An example that we could take would be American or European politicians celebrating the equal rule of law. That is a basic principle of liberal government, and their legal systems are structured so that the law applies equally to all. (Let's leave Hungary and Poland aside for the moment.)

On the other hand, social and economic factors, ranging from access to qualified attorneys to rascist police practices to official corruption and other factors besides, mean that in lived reality the rule of law does not apply equally to all. Labor unions have known since they have existed that formal equality before the law does not make real class factors disappear. But that doesn't mean that the formal equal rule of law should be abandoned. It also means that it is important for political leaders to support the formal rule of law. And they can and should use the principle of equal rule of law to address the actual impediments to realizing it in practice.

In his 2018 Afterword, he discusses both formal research and his own observations of the 2016 Presidential campaign to elaborate differences in public perception of policies who they take to be liars and those they perceive to be hypocrites.

Runciman argues that in the 2016 election, Hillary Clinton was probably more damaged by perceptions of her as a hypocrite than Trump was damaged by clearly and obviously being a liar. But he also discusses how voter perceptions of hypocrisy and dishonesty in serving officials is different than for political challengers.
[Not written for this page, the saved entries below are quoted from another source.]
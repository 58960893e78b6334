use crate::config::CategorySet;
use crate::types::{CategoryBreakdown, CategoryCount, Product};

/// Count products per configured category.
///
/// Every bucket of the category set is present, zero counts included.
/// Blank or unrecognized categories are counted under the fallback bucket.
pub fn category_breakdown(products: &[Product], categories: &CategorySet) -> CategoryBreakdown {
    let mut entries: Vec<CategoryCount> = categories
        .buckets()
        .into_iter()
        .map(|name| CategoryCount {
            category: name.to_string(),
            count: 0,
        })
        .collect();

    for product in products {
        let is_fallback = product
            .category
            .trim()
            .eq_ignore_ascii_case(&categories.fallback);
        if !is_fallback && !categories.is_known(&product.category) {
            log::warn!(
                "product id={} has unrecognized category '{}', counting as {}",
                product.id,
                product.category,
                categories.fallback
            );
        }
        let bucket = categories.resolve(&product.category);
        if let Some(entry) = entries.iter_mut().find(|e| e.category == bucket) {
            entry.count += 1;
        }
    }

    CategoryBreakdown::new(entries)
}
He sees that the Hillary Clinton/Donald Trump 2016 race "was the definitive embodiment of the clash between the honest hypocrite and the sincere liar; and ... the liar won." His concept of "honest hypocrites" refers to those practicing "a form of reserve or holding back in the spirit of avoiding untruths." On the other hand, politicians who are more comfortable with lying about their own positions or feelings can come off more sympathetic, because they are better at feigning empathy, concern, and agreement.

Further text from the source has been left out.